The supplement, which includes seven papers by UC faculty including Carl Fichtenbaum, MD, of the division of infectious diseases, and Christopher Lindsell, PhD, and Alexander Trott, MD, of emergency medicine, describes research and practice in all aspects of emergency department (ED)-based HIV testing, from how testing programs can reach new patients to how hospitals can identify better ways to deliver testing.
In addition to overseeing the HIV Early Intervention Program within the department of emergency medicine, Lyons focuses his research on HIV screening programs and the challenges of increasing HIV testing rates.
What is the current state of HIV screening in the U.S.? Historically, health care providers have not done much HIV screening. Although many individuals were diagnosed in health care settings, these diagnoses were often made because of illness occurring during later stages of infection.
In 2006, the CDC recommended that health care settings start doing more HIV screening, and these recommendations are gradually being adopted. Now, many more providers are screening for HIV before the onset of late-stage illness, leading to more cases being detected and detection at an earlier stage. As a result, the percentage of individuals who are infected with HIV but unaware of their infection appears to be decreasing.
This is encouraging, but progress has been slow and there are many missed opportunities for earlier diagnosis. There is also some worry that progress will slow further if financial support from the CDC for increased testing comes to an end.
How many emergency departments conduct regular HIV screening? There has been a dramatic increase in the number of emergency departments that allow HIV testing, and there are now some that screen large volumes of patients. However, these are still only a small fraction of the number of emergency departments in the country. Much more progress will be required before HIV screening is a broadly accepted and commonly practiced activity in the majority of our nation's emergency departments.
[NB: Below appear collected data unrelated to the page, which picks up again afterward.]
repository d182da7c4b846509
use serde_json::Value;

/// Pretty-printed JSON on stdout; a serialization failure goes to stderr.
pub fn print_json(value: &Value) {
    match serde_json::to_string_pretty(value) {
        Ok(rendered) => println!("{rendered}"),
        Err(e) => eprintln!("failed to render JSON output: {e}"),
    }
}
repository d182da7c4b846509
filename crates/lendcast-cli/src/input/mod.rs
pub mod file;
pub mod stdin;
use float_cmp::approx_eq;
use test_case::test_case;

use vector_distances::vectors::{
    chebyshev, city_block, cosine, euclidean, hamming, jaccard, minkowski, sq_euclidean,
};

const X: [f64; 4] = [4.0, 5.0, 6.0, 7.0];
const Y: [f64; 4] = [3.0, 9.0, 8.0, 1.0];

#[test_case(&[1.0] ; "one")]
#[test_case(&[2.0] ; "two")]
#[test_case(&[3.0] ; "three")]
fn one_dimension_equal(x: &[f64]) {
    assert_eq!(euclidean(x, x), Ok(0.0));
    assert_eq!(sq_euclidean(x, x), Ok(0.0));
    assert_eq!(city_block(x, x), Ok(0.0));
    assert_eq!(chebyshev(x, x), Ok(0.0));
    assert_eq!(minkowski(x, x, 1.0), Ok(0.0));
    assert_eq!(minkowski(x, x, 2.0), Ok(0.0));
    assert_eq!(minkowski(x, x, f64::INFINITY), Ok(0.0));
    assert_eq!(hamming(x, x), Ok(0.0));
    assert_eq!(cosine(x, x), Ok(0.0));
    assert_eq!(jaccard(x, x), Ok(0.0));
}

#[test_case(&[1.0], &[2.0] ; "one_two")]
#[test_case(&[2.0], &[3.0] ; "two_three")]
#[test_case(&[3.0], &[4.0] ; "three_four")]
fn one_dimension_different(x: &[f64], y: &[f64]) {
    assert_eq!(euclidean(x, y), Ok(1.0));
    assert_eq!(sq_euclidean(x, y), Ok(1.0));
    assert_eq!(city_block(x, y), Ok(1.0));
    assert_eq!(chebyshev(x, y), Ok(1.0));
    assert_eq!(minkowski(x, y, 1.0), Ok(1.0));
    assert_eq!(minkowski(x, y, 2.0), Ok(1.0));
    assert_eq!(minkowski(x, y, f64::INFINITY), Ok(1.0));
    assert_eq!(hamming(x, y), Ok(1.0));
    assert_eq!(jaccard(x, y), Ok(1.0));
}

#[test]
fn lp_norms() {
    assert_eq!(sq_euclidean(&X, &Y), Ok(57.0));
    assert_eq!(euclidean(&X, &Y), Ok(57_f64.sqrt()));
    assert_eq!(euclidean(&[1.0, 2.0, 3.0, 4.0], &[1.0, 2.0, 3.0, 1.0]), Ok(3.0));
    assert_eq!(city_block(&X, &Y), Ok(13.0));
    assert_eq!(chebyshev(&X, &Y), Ok(6.0));
}

#[test_case(&X, &Y, 1.0, 13.0 ; "l1")]
#[test_case(&[1.0, 2.0, 3.0, 4.0], &[1.0, 2.0, 3.0, 1.0], 2.0, 3.0 ; "l2_small")]
#[test_case(&X, &Y, 2.0, 57_f64.sqrt() ; "l2")]
#[test_case(&X, &Y, f64::INFINITY, 6.0 ; "l_inf")]
fn minkowski_orders(x: &[f64], y: &[f64], p: f64, expected: f64) {
    let actual = minkowski(x, y, p).unwrap();
    assert!(
        approx_eq!(f64, actual, expected, ulps = 2),
        "Minkowski p={p}: expected: {expected}, actual: {actual}"
    );
}

#[test]
fn minkowski_infinity_is_chebyshev() {
    let x = [0.5_f32, -1.25, 3.0];
    let y = [2.0_f32, 0.75, -4.5];
    assert_eq!(minkowski(&x, &y, f32::INFINITY), chebyshev(&x, &y));
}

#[test]
fn minkowski_degenerate_orders() {
    let x = [1.0_f64, 2.0];
    let y = [2.0_f64, 4.0];

    // Every |d|^0 is one, and 2^(1/0) overflows.
    assert_eq!(minkowski(&x, &y, 0.0), Ok(f64::INFINITY));

    // (1^-1 + 2^-1)^-1
    let actual = minkowski(&x, &y, -1.0).unwrap();
    assert!(approx_eq!(f64, actual, 2.0 / 3.0, ulps = 2), "{actual}");

    assert!(minkowski(&x, &y, f64::NAN).unwrap().is_nan());
}

#[test_case(&X, &Y, 4.0 ; "all_differ")]
#[test_case(&[1.0, 2.0, 3.0, 4.0], &[1.0, 2.0, 3.0, 1.0], 1.0 ; "last_differs")]
#[test_case(&[1.0, 0.0, 1.0, 1.0, 1.0, 0.0, 1.0], &[1.0, 0.0, 0.0, 1.0, 0.0, 0.0, 1.0], 2.0 ; "binary")]
fn hamming_counts(x: &[f64], y: &[f64], expected: f64) {
    assert_eq!(hamming(x, y), Ok(expected));
}

#[test]
fn hamming_uses_exact_equality() {
    let x = [1.0_f64, 2.0];
    let y = [1.0 + f64::EPSILON, 2.0];
    assert_eq!(hamming(&x, &y), Ok(1.0));
}

#[test]
fn cosine_distances() {
    assert_eq!(cosine(&X, &Y), Ok(1.0 - 112.0 / 19530_f64.sqrt()));

    let opposite = X.map(|v| -v);
    let actual = cosine(&X, &opposite).unwrap();
    assert!(approx_eq!(f64, actual, 2.0, ulps = 2), "{actual}");

    assert_eq!(cosine(&[1.0_f32, 0.0], &[0.0, 1.0]), Ok(1.0));
}

#[test]
fn cosine_zero_vector_is_nan() {
    let zero = [0.0_f64; 4];
    assert!(cosine(&X, &zero).unwrap().is_nan());
    assert!(cosine(&zero, &X).unwrap().is_nan());
    assert!(cosine(&zero, &zero).unwrap().is_nan());
}

#[test]
fn jaccard_mismatch_ratio() {
    let x = [2.5, 3.5, 3.0, 3.5, 2.5, 3.0];
    let y = [3.0, 3.5, 1.5, 5.0, 3.5, 3.0];
    assert_eq!(jaccard(&x, &y), Ok(0.666_666_666_666_666_7));

    assert_eq!(jaccard(&[1.0, 1.0, 1.0], &[1.0, 1.0, 1.0]), Ok(0.0));
    assert_eq!(jaccard(&X, &Y), Ok(1.0));
}

#[test]
fn empty_vectors() {
    let e: [f64; 0] = [];

    assert_eq!(sq_euclidean(&e, &e), Ok(0.0));
    assert_eq!(euclidean(&e, &e), Ok(0.0));
    assert_eq!(city_block(&e, &e), Ok(0.0));
    assert_eq!(chebyshev(&e, &e), Ok(0.0));
    assert_eq!(minkowski(&e, &e, 3.0), Ok(0.0));
    assert_eq!(hamming(&e, &e), Ok(0.0));
    assert!(cosine(&e, &e).unwrap().is_nan());
    assert!(jaccard(&e, &e).unwrap().is_nan());
}

type Distance = fn(&[f64], &[f64]) -> vector_distances::Result<f64>;

fn minkowski_3(x: &[f64], y: &[f64]) -> vector_distances::Result<f64> {
    minkowski(x, y, 3.0)
}

fn minkowski_inf(x: &[f64], y: &[f64]) -> vector_distances::Result<f64> {
    minkowski(x, y, f64::INFINITY)
}

#[test_case(sq_euclidean ; "sq_euclidean")]
#[test_case(euclidean ; "euclidean")]
#[test_case(city_block ; "city_block")]
#[test_case(chebyshev ; "chebyshev")]
#[test_case(minkowski_3 ; "minkowski")]
#[test_case(minkowski_inf ; "minkowski_inf")]
#[test_case(cosine ; "cosine")]
fn nan_element_propagates(distance: Distance) {
    let x = [1.0, f64::NAN, 3.0];
    let y = [1.0, 2.0, 5.0];

    assert!(distance(&x, &y).unwrap().is_nan(), "{:?}", distance(&x, &y));
    assert!(distance(&y, &x).unwrap().is_nan(), "{:?}", distance(&y, &x));
}

#[test]
fn nan_element_counts_as_mismatch() {
    let x = [1.0, f64::NAN, 3.0];
    let y = [1.0, 2.0, 3.0];
    assert_eq!(hamming(&x, &y), Ok(1.0));

    // NaN is not equal to itself either.
    assert_eq!(hamming(&x, &x), Ok(1.0));

    let actual = jaccard(&x, &y).unwrap();
    assert!(approx_eq!(f64, actual, 1.0 / 3.0, ulps = 2), "{actual}");
}

#[test_case(sq_euclidean ; "sq_euclidean")]
#[test_case(euclidean ; "euclidean")]
#[test_case(city_block ; "city_block")]
#[test_case(chebyshev ; "chebyshev")]
#[test_case(minkowski_3 ; "minkowski")]
#[test_case(minkowski_inf ; "minkowski_inf")]
fn infinite_element_propagates(distance: Distance) {
    let y = [1.0, 2.0, 5.0];

    let x = [1.0, f64::INFINITY, 3.0];
    assert_eq!(distance(&x, &y), Ok(f64::INFINITY));

    let x = [1.0, f64::NEG_INFINITY, 3.0];
    assert_eq!(distance(&x, &y), Ok(f64::INFINITY));
}

#[test]
fn chebyshev_infinity_beats_nan() {
    let x = [f64::NAN, f64::INFINITY];
    let y = [0.0, 0.0];

    assert_eq!(chebyshev(&x, &y), Ok(f64::INFINITY));
    assert_eq!(minkowski(&x, &y, f64::INFINITY), Ok(f64::INFINITY));
}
Why are the advantages of hosting screening programs in emergency departments? Many Americans don’t have access to health care, and those that do still often go to the emergency department for care. The number of patients seen in emergency departments every year is huge. This means that screening in emergency departments makes testing available to a broad segment of society, including many disadvantaged persons.
Research also shows that many undiagnosed people have had recent visits to emergency departments before they are eventually diagnosed with HIV. In the time period between their visit and their diagnosis, these people might have infected others unknowingly and their illness might have become worse. Testing in emergency departments could help to avoid these bad outcomes by diagnosing HIV earlier.
What do you see as the biggest challenges to reaching the CDC recommendations for universal testing? The good news is that the current CDC recommendations help remove some of the biggest barriers by letting us change the testing process so that it is more like ordering any other test in health care.
The bad news is that changing the practice of individual doctors, as well as whole emergency departments, is often a difficult and lengthy process. Emergency departments care for very large numbers of patients and doing anything reliably tens of thousands of times per year is a significant challenge.
As well, emergency departments have typically avoided non-emergency activities like screening in favor of carrying out their primary mission to stabilize emergent illness and injury. Expanding the clinical mission at a time when emergency departments are faced with a crisis of severe overcrowding is difficult and controversial. Last but not least, many ED administrators are unsure of how the costs of screening will be paid for.
The most powerful way to increase HIV testing would involve changing our health care system to encourage prevention for all illnesses. We also need to continue with research on making screening programs as cost-effective as possible—that includes finding ways to implement programs, allocate resources and efficiently identify individuals with undiagnosed HIV. The more screening programs in place, the more impact we can have on slowing the ongoing epidemic.